Solved on Feb 06, 2024

Solve the trigonometric equation $16 \cos x + 10 = 18$ for $0 \leq x \leq 360^{\circ}$ .

STEP 1

Assumptions
1. We are solving the equation $16 \cos x + 10 = 18$ .
2. The solution for $x$ must be within the interval $0 \leq x \leq 360^{\circ}$ .

STEP 2

First, we need to isolate the cosine term. To do this, we subtract 10 from both sides of the equation.
$16 \cos x + 10 - 10 = 18 - 10$

STEP 3

Simplify the equation to find the expression for $\cos x$ .
$16 \cos x = 8$

STEP 4

Now, we divide both sides by 16 to solve for $\cos x$ .
$\frac{16 \cos x}{16} = \frac{8}{16}$

STEP 5

Simplify the fraction on the right-hand side of the equation.
$\cos x = \frac{1}{2}$

STEP 6

We now need to find the values of $x$ that satisfy the equation $\cos x = \frac{1}{2}$ within the interval $0 \leq x \leq 360^{\circ}$ .

STEP 7

Recall that $\cos x = \frac{1}{2}$ has solutions in the first and fourth quadrants because cosine is positive in these quadrants.

STEP 8

Find the principal value of $x$ for which $\cos x = \frac{1}{2}$ . This is the value of $x$ in the first quadrant.
$x = \cos^{-1}\left(\frac{1}{2}\right)$

STEP 9

Calculate the principal value using the unit circle or a calculator.
$x = 60^{\circ}$

STEP 10

Now find the value of $x$ in the fourth quadrant.
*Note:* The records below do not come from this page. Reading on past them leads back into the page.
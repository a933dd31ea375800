use crate::list::{List, Node};
use std::fmt;
use std::iter::FusedIterator;
use std::marker::PhantomData;
use std::ptr::NonNull;

/// An iterator over the elements of a `List`.
///
/// It uses a pair of nodes `start..end` to represent a half-open subrange
/// of the list, where `start` is inclusive and `end` is not.
///
/// Though the `Iter` does not hold a reference from the list,
/// it actually *borrows* (immutably) from the list, so a phantom
/// marker of `&'a List<T>` is added to protect the list from being
/// written.
pub(crate) struct Iter<'a, T: 'a> {
    start: NonNull<Node<T>>,
    end: NonNull<Node<T>>,
    _marker: PhantomData<&'a List<T>>,
}

impl<'a, T: 'a> Iter<'a, T> {
    pub(crate) fn new(list: &'a List<T>) -> Self {
        let start = list.front_node();
        let end = list.ghost_node();
        let _marker = PhantomData;
        Self {
            start,
            end,
            _marker,
        }
    }
}

impl<'a, T: 'a> Clone for Iter<'a, T> {
    fn clone(&self) -> Self {
        Self { ..*self }
    }
}

impl<'a, T: fmt::Debug + 'a> fmt::Debug for Iter<'a, T> {
    fn fmt(&self, f: &mut fmt::Formatter<'_>) -> fmt::Result {
        f.debug_tuple("Iter")
            .field(&self.clone().collect::<Vec<_>>())
            .finish()
    }
}

impl<'a, T: 'a> Iterator for Iter<'a, T> {
    type Item = &'a T;

    /// Return `*start` and reset the iterating range to `(start.next)..end`,
    /// or return `None` if `start..end` is already empty.
    fn next(&mut self) -> Option<Self::Item> {
        if self.start == self.end {
            return None;
        }
        // SAFETY: `start..end` is always a valid range of a list,
        // and it is not empty here, so it is safe.
        let current = unsafe { self.start.as_ref() };
        self.start = current.next;
        Some(&current.element)
    }

    fn last(mut self) -> Option<Self::Item>
    where
        Self: Sized,
    {
        self.next_back()
    }
}

impl<'a, T: 'a> DoubleEndedIterator for Iter<'a, T> {
    /// Reset the iterating range to `start..(end.prev)` and return `*end`,
    /// or return `None` if `start..end` is already empty.
    fn next_back(&mut self) -> Option<Self::Item> {
        if self.start == self.end {
            return None;
        }
        // SAFETY: `start..end` is always a valid range of a list,
        // and it is not empty here, so it is safe.
        self.end = unsafe { (*self.end.as_ptr()).prev };
        let current = unsafe { self.end.as_ref() };
        Some(&current.element)
    }
}

impl<'a, T: 'a> FusedIterator for Iter<'a, T> {}

unsafe impl<T: Sync> Send for Iter<'_, T> {}

unsafe impl<T: Sync> Sync for Iter<'_, T> {}

/// A raw forward walk over the nodes `start..end`.
///
/// `next` is read before a node is yielded, so the yielded node may be
/// unlinked (and dropped) by the caller before the walk resumes. Any other
/// change to the linking structure during the walk is undefined.
///
/// The walk does not borrow the list; dereferencing the yielded pointers is
/// up to the caller.
pub(crate) struct Nodes<T> {
    start: NonNull<Node<T>>,
    end: NonNull<Node<T>>,
}

impl<T> Nodes<T> {
    pub(crate) fn new(start: NonNull<Node<T>>, end: NonNull<Node<T>>) -> Self {
        Self { start, end }
    }
}

impl<T> Iterator for Nodes<T> {
    type Item = NonNull<Node<T>>;

    fn next(&mut self) -> Option<Self::Item> {
        if self.start == self.end {
            return None;
        }
        let current = self.start;
        // SAFETY: `current` is a linked non-ghost node of the walked list.
        self.start = unsafe { current.as_ref().next };
        Some(current)
    }
}

impl<T> FusedIterator for Nodes<T> {}

#[cfg(test)]
mod tests {
    use crate::list::tests::list_from;
    use std::fmt::Debug;

    #[test]
    fn test_iter() {
        fn test_iter<T, I>(input: I, mid: usize)
        where
            T: Eq + Debug + Clone,
            I: IntoIterator<Item = T>,
        {
            let vec: Vec<T> = input.into_iter().collect();
            let list = list_from(vec.clone());

            let mut iter = list.iter();
            for item in vec.iter() {
                assert_eq!(iter.next(), Some(item));
            }
            assert_eq!(iter.next(), None);
            assert_eq!(iter.next(), None);
            assert_eq!(iter.next_back(), None);

            let mut iter = list.iter();
            for item in vec.iter().take(mid) {
                assert_eq!(iter.next(), Some(item));
            }
            let mut iter = iter.rev();
            for item in vec.iter().skip(mid).rev() {
                assert_eq!(iter.next(), Some(item));
            }
            assert_eq!(iter.next(), None);
            assert_eq!(iter.next(), None);
            assert_eq!(iter.next_back(), None);

            assert_eq!(list.iter().last(), vec.last());
            assert_eq!(list.nodes().count(), vec.len());
        }
        test_iter(0..10, 10);
        test_iter(0..10, 8);
        test_iter(0..10, 5);
        test_iter(0..10, 0);
        test_iter(0..2, 1);
        test_iter(0..1, 1);
        test_iter(0..1, 0);
        test_iter(0..0, 0);
    }

    #[test]
    fn test_iter_debug() {
        let list = list_from([1, 2, 3]);
        assert_eq!(format!("{:?}", list.iter()), "Iter([1, 2, 3])");
    }
}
Since cosine is symmetrical about the vertical axis, the angle in the fourth quadrant is $360^{\circ} - 60^{\circ}$ .

STEP 11

Calculate the angle in the fourth quadrant.
$x = 360^{\circ} - 60^{\circ}$

STEP 12

Simplify to find the second solution for $x$ .
$x = 300^{\circ}$

STEP 13

We have found the two solutions for $x$ within the interval $0 \leq x \leq 360^{\circ}$ that satisfy the equation $\cos x = \frac{1}{2}$ .
The solutions are $x = 60^{\circ}$ and $x = 300^{\circ}$ .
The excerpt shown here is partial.